Snodhill Castle is a scheduled monument that has been on Historic England's Heritage at Risk Register since 1998. Decades of neglect have seen sections of the castle's walls collapse and the castle itself lost to view, and completely inaccessible, under uncontrolled growth of brambles and scrub.
Last summer, after years of negotiation, ownership of the castle was finally transferred to the newly established Snodhill Castle Preservation Trust (SCPT). Volunteers from the SCPT, with help from Historic England, carried out vegetation clearance so the castle is accessible and repairs can begin. Thanks to this work, it is once again possible to see the full extent of the bailey, and appreciate the drama of the motte and gatehouse.
Urgent repairs funded by grant
Back in 2014, Historic England began survey work at the site of the castle, identifying and designing the necessary urgent repairs. In the spring of 2016 Historic England finished emergency propping of the most dangerous parts of the castle walls, and then worked with the SCPT in finalising the urgent repairs that would be funded by a Repair Grant.
The £474,000 provided by Historic England will pay for urgent stabilisation and consolidation of the remains of the keep, gatehouse, flanking walls on the castle motte, north tower of the castle bailey and south bastion in the bailey wall. SCPT has employed Sally Strachey Historic Conservation and Alastair Coey Architects, Historic Building Specialists to undertake the work which is due to be completed in October 2017.

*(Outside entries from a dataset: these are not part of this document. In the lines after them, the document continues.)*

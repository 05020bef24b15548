//! Tile Service for orchestrating tile rendering.
//!
//! The TileService is the main entry point for tile requests:
//!
//! ```text
//! ┌──────────────────────────────────────────────────────────────────┐
//! │                           TileService                            │
//! │  get_tile(source, z, x, y)                                       │
//! │    1. Validate zoom            5. Resample window (with timeout) │
//! │    2. Check catalog            6. Composite RGBA + alpha         │
//! │    3. Check cache ──hit──▶ ret 7. Encode PNG (or EMPTY)          │
//! │    4. Tile bbox, get source    8. Cache & return                 │
//! └──────────────────────────────────────────────────────────────────┘
//!        │               │                   │                │
//!        ▼               ▼                   ▼                ▼
//!   ┌─────────┐  ┌────────────────┐  ┌────────────────┐  ┌──────────┐
//!   │TileCache│  │ SourceRegistry │  │ WindowResampler│  │PngEncoder│
//!   └─────────┘  └────────────────┘  └────────────────┘  └──────────┘
//! ```
//!
//! Geometric misses and failed raster reads both produce the EMPTY tile and
//! are cached like any other result. Columns or rows off the grid return the
//! EMPTY tile straight after step 2 and are not cached. Only unknown or unopenable sources and
//! encoder failures are errors.

use std::num::NonZeroUsize;
use std::sync::Arc;
use std::time::{Duration, Instant};

use bytes::Bytes;
use tracing::{debug, warn};

use crate::error::{RasterError, TileError};
use crate::raster::{DatasetOpener, RasterSource, SourceRegistry};

use super::cache::{TileCache, DEFAULT_CACHE_TILES};
use super::compositor::composite;
use super::encoder::{PngCompression, PngTileEncoder};
use super::grid::{TileAddress, MAX_ZOOM};
use super::window::{Resampled, WindowResampler, DEFAULT_READ_TIMEOUT};

/// Default duration above which a rendered tile is logged as slow.
pub const DEFAULT_SLOW_TILE_THRESHOLD: Duration = Duration::from_millis(100);

// =============================================================================
// Tile Request
// =============================================================================

/// A request for one tile.
#[derive(Debug, Clone, PartialEq, Eq)]
pub struct TileRequest {
    /// Source name
    pub source: String,

    /// Zoom level (validated against [`MAX_ZOOM`])
    pub z: i64,

    /// Column; anything outside `[0, 2^z)` is off the grid
    pub x: i64,

    /// Row; anything outside `[0, 2^z)` is off the grid
    pub y: i64,
}

impl TileRequest {
    pub fn new(source: impl Into<String>, z: i64, x: i64, y: i64) -> Self {
        Self {
            source: source.into(),
            z,
            x,
            y,
        }
    }

    /// Validate the zoom and build the cache key.
    ///
    /// Returns `Ok(None)` when the column or row is outside `[0, 2^z)`: the
    /// tile lies outside the world and is always the empty tile.
    pub fn address(&self) -> Result<Option<TileAddress>, TileError> {
        let z = u8::try_from(self.z)
            .ok()
            .filter(|z| *z <= MAX_ZOOM)
            .ok_or(TileError::InvalidZoom {
                zoom: self.z,
                max: MAX_ZOOM,
            })?;

        let tiles = 1i64 << z;
        if !(0..tiles).contains(&self.x) || !(0..tiles).contains(&self.y) {
            return Ok(None);
        }

        // Both are below 2^30 here
        Ok(Some(TileAddress::new(
            self.source.as_str(),
            z,
            self.x as u32,
            self.y as u32,
        )))
    }
}

// =============================================================================
// Tile Response
// =============================================================================

/// Response from the tile service.
#[derive(Debug, Clone)]
pub struct TileResponse {
    /// Encoded PNG tile data
    pub data: Bytes,

    /// Whether this tile was served from cache
    pub cache_hit: bool,
}

// =============================================================================
// Options
// =============================================================================

/// Tunables for [`TileService`].
#[derive(Debug, Clone, Copy)]
pub struct TileServiceOptions {
    /// Maximum number of cached tiles
    pub cache_tiles: NonZeroUsize,

    /// Bound on each raster read
    pub read_timeout: Duration,

    /// Rendering time above which a tile is logged as slow
    pub slow_tile_threshold: Duration,

    /// PNG compression effort
    pub compression: PngCompression,
}

impl Default for TileServiceOptions {
    fn default() -> Self {
        Self {
            cache_tiles: DEFAULT_CACHE_TILES,
            read_timeout: DEFAULT_READ_TIMEOUT,
            slow_tile_threshold: DEFAULT_SLOW_TILE_THRESHOLD,
            compression: PngCompression::Default,
        }
    }
}

// =============================================================================
// Tile Service
// =============================================================================

/// Service for rendering and caching tiles.
///
/// Constructed once at startup and shared (behind `Arc`) by all handlers.
///
/// # Example
///
/// ```ignore
/// use cog_tile_server::raster::{GeoTiffOpener, SourceCatalog, SourceRegistry};
/// use cog_tile_server::tile::{TileRequest, TileService};
///
/// let catalog = SourceCatalog::discover(Path::new("/data/rasters"));
/// let registry = SourceRegistry::new(GeoTiffOpener::new(), catalog);
/// let service = TileService::new(registry)?;
///
/// let response = service.get_tile(TileRequest::new("satellite", 5, 10, 10)).await?;
/// println!("{} bytes, cache hit: {}", response.data.len(), response.cache_hit);
/// ```
pub struct TileService<O: DatasetOpener> {
    /// Raster sources
    registry: Arc<SourceRegistry<O>>,

    /// Encoded tiles by address
    cache: TileCache,

    /// Window planning and raster reads
    resampler: WindowResampler,

    /// PNG encoder and the shared EMPTY payload
    encoder: PngTileEncoder,

    slow_tile_threshold: Duration,
}

impl<O: DatasetOpener> TileService<O> {
    /// Create a tile service with default options.
    pub fn new(registry: SourceRegistry<O>) -> Result<Self, TileError> {
        Self::with_options(registry, TileServiceOptions::default())
    }

    /// Create a tile service with custom options.
    pub fn with_options(
        registry: SourceRegistry<O>,
        options: TileServiceOptions,
    ) -> Result<Self, TileError> {
        Self::with_shared_registry(Arc::new(registry), options)
    }

    /// Create a tile service over a registry shared with other components.
    pub fn with_shared_registry(
        registry: Arc<SourceRegistry<O>>,
        options: TileServiceOptions,
    ) -> Result<Self, TileError> {
        Ok(Self {
            registry,
            cache: TileCache::with_capacity(options.cache_tiles),
            resampler: WindowResampler::new(options.read_timeout),
            encoder: PngTileEncoder::new(options.compression)?,
            slow_tile_threshold: options.slow_tile_threshold,
        })
    }

    /// Get a tile, using the cache when available.
    ///
    /// # Errors
    ///
    /// - [`TileError::InvalidZoom`] for zoom levels outside `0..=MAX_ZOOM`
    /// - [`TileError::SourceNotFound`] for names outside the catalog
    /// - [`TileError::SourceUnavailable`] if the source could not be opened
    /// - [`TileError::EncodeError`] if PNG encoding fails
    pub async fn get_tile(&self, request: TileRequest) -> Result<TileResponse, TileError> {
        let address = request.address()?;

        if !self.registry.contains(&request.source) {
            return Err(TileError::SourceNotFound {
                source_name: request.source,
            });
        }

        let Some(address) = address else {
            // Off-grid tiles still 404 for a source that cannot be opened
            self.open_source(&request.source).await?;
            debug!(
                source = %request.source,
                z = request.z,
                x = request.x,
                y = request.y,
                "Tile outside the grid"
            );
            return Ok(TileResponse {
                data: self.encoder.empty_tile(),
                cache_hit: false,
            });
        };

        if let Some(data) = self.cache.get(&address).await {
            debug!(tile = %address, "Tile cache hit");
            return Ok(TileResponse {
                data,
                cache_hit: true,
            });
        }

        let started = Instant::now();
        let data = self.render_tile(&address).await?;
        let elapsed = started.elapsed();

        if elapsed > self.slow_tile_threshold {
            warn!(
                tile = %address,
                elapsed_ms = elapsed.as_millis() as u64,
                "Slow tile"
            );
        }

        self.cache.put(address, data.clone()).await;

        Ok(TileResponse {
            data,
            cache_hit: false,
        })
    }

    /// Render a tile without consulting or filling the cache.
    pub async fn render_tile(&self, address: &TileAddress) -> Result<Bytes, TileError> {
        let source = self.open_source(&address.source).await?;

        match self.resampler.resample(&source, &address.bbox()).await {
            Resampled::Empty(reason) => {
                debug!(tile = %address, reason = ?reason, "Empty tile");
                Ok(self.encoder.empty_tile())
            }
            Resampled::Block { plan, block } => {
                let rgba = composite(&block, &plan.placement, self.resampler.tile_size());
                self.encoder.encode(&rgba)
            }
        }
    }

    async fn open_source(
        &self,
        name: &str,
    ) -> Result<Arc<RasterSource<O::Dataset>>, TileError> {
        self.registry.get_source(name).await.map_err(|e| match e {
            RasterError::UnknownSource(source_name) => TileError::SourceNotFound { source_name },
            other => TileError::SourceUnavailable {
                source_name: name.to_string(),
                reason: other.to_string(),
            },
        })
    }

    /// The shared EMPTY tile payload.
    pub fn empty_tile(&self) -> Bytes {
        self.encoder.empty_tile()
    }

    /// Number of tiles currently cached.
    pub async fn cache_len(&self) -> usize {
        self.cache.len().await
    }

    /// Get tile cache statistics.
    ///
    /// Returns `(entry_count, capacity, payload_bytes)`.
    pub async fn cache_stats(&self) -> (usize, usize, usize) {
        let count = self.cache.len().await;
        let bytes = self.cache.size().await;
        (count, self.cache.capacity(), bytes)
    }

    /// Clear the tile cache.
    pub async fn clear_cache(&self) {
        self.cache.clear().await;
    }

    /// Get a reference to the source registry.
    pub fn registry(&self) -> &Arc<SourceRegistry<O>> {
        &self.registry
    }
}

// =============================================================================
// Tests
// =============================================================================
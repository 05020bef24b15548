//! Raster sources.
//!
//! - [`dataset`]: the dataset/opener traits and pixel geometry types
//! - [`geotiff`]: the GeoTIFF / COG implementation on top of the `tiff` crate
//! - [`catalog`]: logical source names and their files
//! - [`registry`]: lazily opened, memoized sources

pub mod catalog;
pub mod dataset;
pub mod geotiff;
pub mod registry;

pub use catalog::{source_name, SourceCatalog, SourceMapping};
pub use dataset::{
    DatasetOpener, GeoBounds, GeoTransform, PixelBlock, PixelWindow, RasterDataset,
    RasterGeometry,
};
pub use geotiff::{GeoTiffDataset, GeoTiffOpener};
pub use registry::{RasterSource, SourceRegistry};
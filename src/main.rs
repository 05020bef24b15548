//! COG Tile Server - Web-Mercator tiles from GeoTIFF / COG rasters.
//!
//! This binary starts the HTTP server and configures all components.

use clap::Parser;
use std::path::Path;
use std::process::ExitCode;
use std::sync::Arc;
use tracing::{error, info, warn};
use tracing_subscriber::{layer::SubscriberExt, util::SubscriberInitExt};

use cog_tile_server::{
    config::{CheckConfig, Cli, Command, ServeConfig},
    raster::{GeoTiffDataset, GeoTiffOpener, RasterSource, SourceRegistry},
    server::{create_router, RouterConfig, TILE_URL_TEMPLATE},
    tile::TileService,
    RasterError,
};

#[tokio::main]
async fn main() -> ExitCode {
    let cli = Cli::parse();

    match cli.into_command() {
        Command::Serve(config) => run_serve(config).await,
        Command::Check(config) => run_check(config).await,
    }
}

// =============================================================================
// Serve Command
// =============================================================================

async fn run_serve(config: ServeConfig) -> ExitCode {
    init_logging(config.verbose);

    if let Err(e) = config.validate() {
        error!("Configuration error: {}", e);
        return ExitCode::FAILURE;
    }
    let options = match config.tile_service_options() {
        Ok(options) => options,
        Err(e) => {
            error!("Configuration error: {}", e);
            return ExitCode::FAILURE;
        }
    };

    print_banner();

    info!("Configuration:");
    info!("  Raster dir: {}", config.sources.raster_dir.display());
    info!(
        "  Cache: {} tiles, max-age {}s",
        config.cache_tiles, config.cache_max_age
    );
    info!(
        "  Read timeout: {}ms, slow tile threshold: {}ms",
        config.read_timeout_ms, config.slow_tile_ms
    );
    info!("  PNG compression: {:?}", config.png_compression);

    let catalog = config.sources.catalog();
    if catalog.is_empty() {
        warn!("  No sources found; every tile request will return 404");
    } else {
        info!("  Sources: {}", catalog.len());
    }

    let registry = SourceRegistry::new(GeoTiffOpener::new(), catalog);

    if !config.no_warmup {
        info!("");
        info!("Opening sources...");
        for (name, result) in registry.warm_up().await {
            log_source(&name, &result);
        }
        info!(
            "  {} of {} source(s) ready",
            registry.opened_count().await,
            registry.names().len()
        );
    }

    let tile_service = match TileService::with_options(registry, options) {
        Ok(service) => service,
        Err(e) => {
            error!("Failed to create tile service: {}", e);
            return ExitCode::FAILURE;
        }
    };

    let router = create_router(tile_service, build_router_config(&config));

    let addr = config.bind_address();

    info!("");
    info!("────────────────────────────────────────────────────────────────");
    info!("  Server listening on: http://{}", addr);
    info!("");
    info!("  Try these endpoints:");
    info!("    curl http://{}/health", addr);
    info!("    curl http://{}/sources", addr);
    info!("");
    info!("  Tile URL template:");
    info!("    http://{}{}", addr, TILE_URL_TEMPLATE);
    info!("────────────────────────────────────────────────────────────────");
    info!("");

    let listener = match tokio::net::TcpListener::bind(&addr).await {
        Ok(listener) => listener,
        Err(e) => {
            error!("Failed to bind to {}: {}", addr, e);
            return ExitCode::FAILURE;
        }
    };

    if let Err(e) = axum::serve(listener, router).await {
        error!("Server error: {}", e);
        return ExitCode::FAILURE;
    }

    ExitCode::SUCCESS
}

/// Print the startup banner.
fn print_banner() {
    let version = env!("CARGO_PKG_VERSION");
    info!("");
    info!(" ██████╗ ██████╗  ██████╗     ████████╗██╗██╗     ███████╗███████╗");
    info!("██╔════╝██╔═══██╗██╔════╝     ╚══██╔══╝██║██║     ██╔════╝██╔════╝");
    info!("██║     ██║   ██║██║  ███╗       ██║   ██║██║     █████╗  ███████╗");
    info!("██║     ██║   ██║██║   ██║       ██║   ██║██║     ██╔══╝  ╚════██║");
    info!("╚██████╗╚██████╔╝╚██████╔╝       ██║   ██║███████╗███████╗███████║");
    info!(" ╚═════╝ ╚═════╝  ╚═════╝        ╚═╝   ╚═╝╚══════╝╚══════╝╚══════╝");
    info!("");
    info!("                              v{}", version);
}

/// Log one warm-up result.
fn log_source(name: &str, result: &Result<Arc<RasterSource<GeoTiffDataset>>, RasterError>) {
    match result {
        Ok(source) => info!("  [OK] {}", describe_source(source)),
        Err(RasterError::NotFound(path)) => {
            warn!("  [MISSING] {} ({})", name, path.display())
        }
        Err(e) => warn!("  [ERROR] {}: {}", name, e),
    }
}

/// One-line summary: name, size, bands, pixel size, overviews, file size.
fn describe_source(source: &RasterSource<GeoTiffDataset>) -> String {
    let geometry = source.geometry();
    format!(
        "{}: {}x{} px, {} band(s), {:.2} m/px, {} overview(s), {}",
        source.name(),
        geometry.width,
        geometry.height,
        geometry.bands,
        geometry.transform.pixel_width,
        source.dataset().overview_count(),
        file_size(source.path())
    )
}

fn file_size(path: &Path) -> String {
    match std::fs::metadata(path) {
        Ok(meta) => format!("{:.1} MB", meta.len() as f64 / (1024.0 * 1024.0)),
        Err(_) => "unknown size".to_string(),
    }
}

/// Initialize the tracing/logging subsystem.
fn init_logging(verbose: bool) {
    let env_filter = if verbose {
        "cog_tile_server=debug,tower_http=debug"
    } else {
        "cog_tile_server=info,tower_http=info"
    };

    tracing_subscriber::registry()
        .with(
            tracing_subscriber::EnvFilter::try_from_default_env()
                .unwrap_or_else(|_| env_filter.into()),
        )
        .with(tracing_subscriber::fmt::layer())
        .init();
}

/// Build RouterConfig from the application ServeConfig.
fn build_router_config(config: &ServeConfig) -> RouterConfig {
    let mut router_config = RouterConfig::new()
        .with_cache_max_age(config.cache_max_age)
        .with_tracing(!config.no_tracing);

    if let Some(ref origins) = config.cors_origins {
        router_config = router_config.with_cors_origins(origins.clone());
    }

    router_config
}

// =============================================================================
// Check Command
// =============================================================================

async fn run_check(config: CheckConfig) -> ExitCode {
    if config.verbose {
        init_logging(true);
    }

    println!("COG Tile Server Configuration Check");
    println!("═══════════════════════════════════");
    println!();

    if let Err(e) = config.validate() {
        println!("✗ Configuration: {}", e);
        return ExitCode::FAILURE;
    }

    let raster_dir = &config.sources.raster_dir;
    if raster_dir.is_dir() {
        println!("✓ Raster dir: {}", raster_dir.display());
    } else {
        println!("✗ Raster dir: {} (not a directory)", raster_dir.display());
    }

    let catalog = config.sources.catalog();
    if catalog.is_empty() {
        println!("✗ No sources found");
        return ExitCode::FAILURE;
    }

    println!();
    println!("Sources:");
    println!("────────");

    let registry = SourceRegistry::new(GeoTiffOpener::new(), catalog);
    let mut failures = 0;

    for (name, result) in registry.warm_up().await {
        match result {
            Ok(source) => println!("  ✓ {}", describe_source(&source)),
            Err(e) => {
                failures += 1;
                println!("  ✗ {}: {}", name, e);
            }
        }
    }

    println!();
    if failures > 0 {
        println!(
            "{} of {} source(s) failed to open",
            failures,
            registry.names().len()
        );
        return ExitCode::FAILURE;
    }

    println!("All {} source(s) OK", registry.names().len());
    ExitCode::SUCCESS
}
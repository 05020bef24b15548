use std::path::PathBuf;

use thiserror::Error;

/// Errors raised by the raster primitives (opening, geometry, windowed reads).
#[derive(Debug, Clone, Error)]
pub enum RasterError {
    /// The raster file does not exist
    #[error("Raster file not found: {}", .0.display())]
    NotFound(PathBuf),

    /// The file exists but could not be opened or parsed as a raster
    #[error("Failed to open raster {}: {message}", .path.display())]
    Open { path: PathBuf, message: String },

    /// The raster has no embedded pixel-to-geographic transform
    #[error("Raster {} has no geotransform (ModelTransformation or ModelTiepoint + ModelPixelScale)", .0.display())]
    MissingGeotransform(PathBuf),

    /// The raster uses a layout or sample type this server cannot read
    #[error("Unsupported raster: {0}")]
    Unsupported(String),

    /// A windowed read failed
    #[error("Raster read failed: {0}")]
    Read(String),

    /// A windowed read did not finish within the configured timeout
    #[error("Raster read timed out after {millis} ms")]
    Timeout { millis: u64 },

    /// A pixel block does not have the size implied by its shape
    #[error("Invalid pixel block: expected {expected} bytes, got {actual}")]
    InvalidBlock { expected: usize, actual: usize },

    /// The name is not part of the source catalog
    #[error("Unknown source: {0}")]
    UnknownSource(String),
}

/// Errors that can occur while serving a tile request.
#[derive(Debug, Clone, Error)]
pub enum TileError {
    /// The source name is not in the catalog
    #[error("Unknown source: {source_name}")]
    SourceNotFound { source_name: String },

    /// The source is catalogued but its raster could not be opened
    #[error("Source not available: {source_name}: {reason}")]
    SourceUnavailable { source_name: String, reason: String },

    /// The tile path does not have the `{source}/{z}/{x}/{y}.png` shape
    #[error("Invalid tile path: {0}")]
    InvalidPath(String),

    /// A coordinate segment is not a non-negative integer
    #[error("Invalid tile coordinates: {0}")]
    InvalidCoordinates(String),

    /// The zoom level is above the supported maximum
    #[error("Invalid zoom level {zoom} (maximum is {max})")]
    InvalidZoom { zoom: i64, max: u8 },

    /// PNG encoding failed
    #[error("Failed to encode tile: {message}")]
    EncodeError { message: String },
}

The repair of the castle remains will uncover some parts of its structure that have not been seen for generations and Hereford Archaeology will be on-hand to record these discoveries as they are made. Historic England's Investigation Team is carrying out research into the history and construction of the castle and the SCPT hope to use this, and any archaeological discoveries made during the repairs, to inform future archaeological investigation of the castle.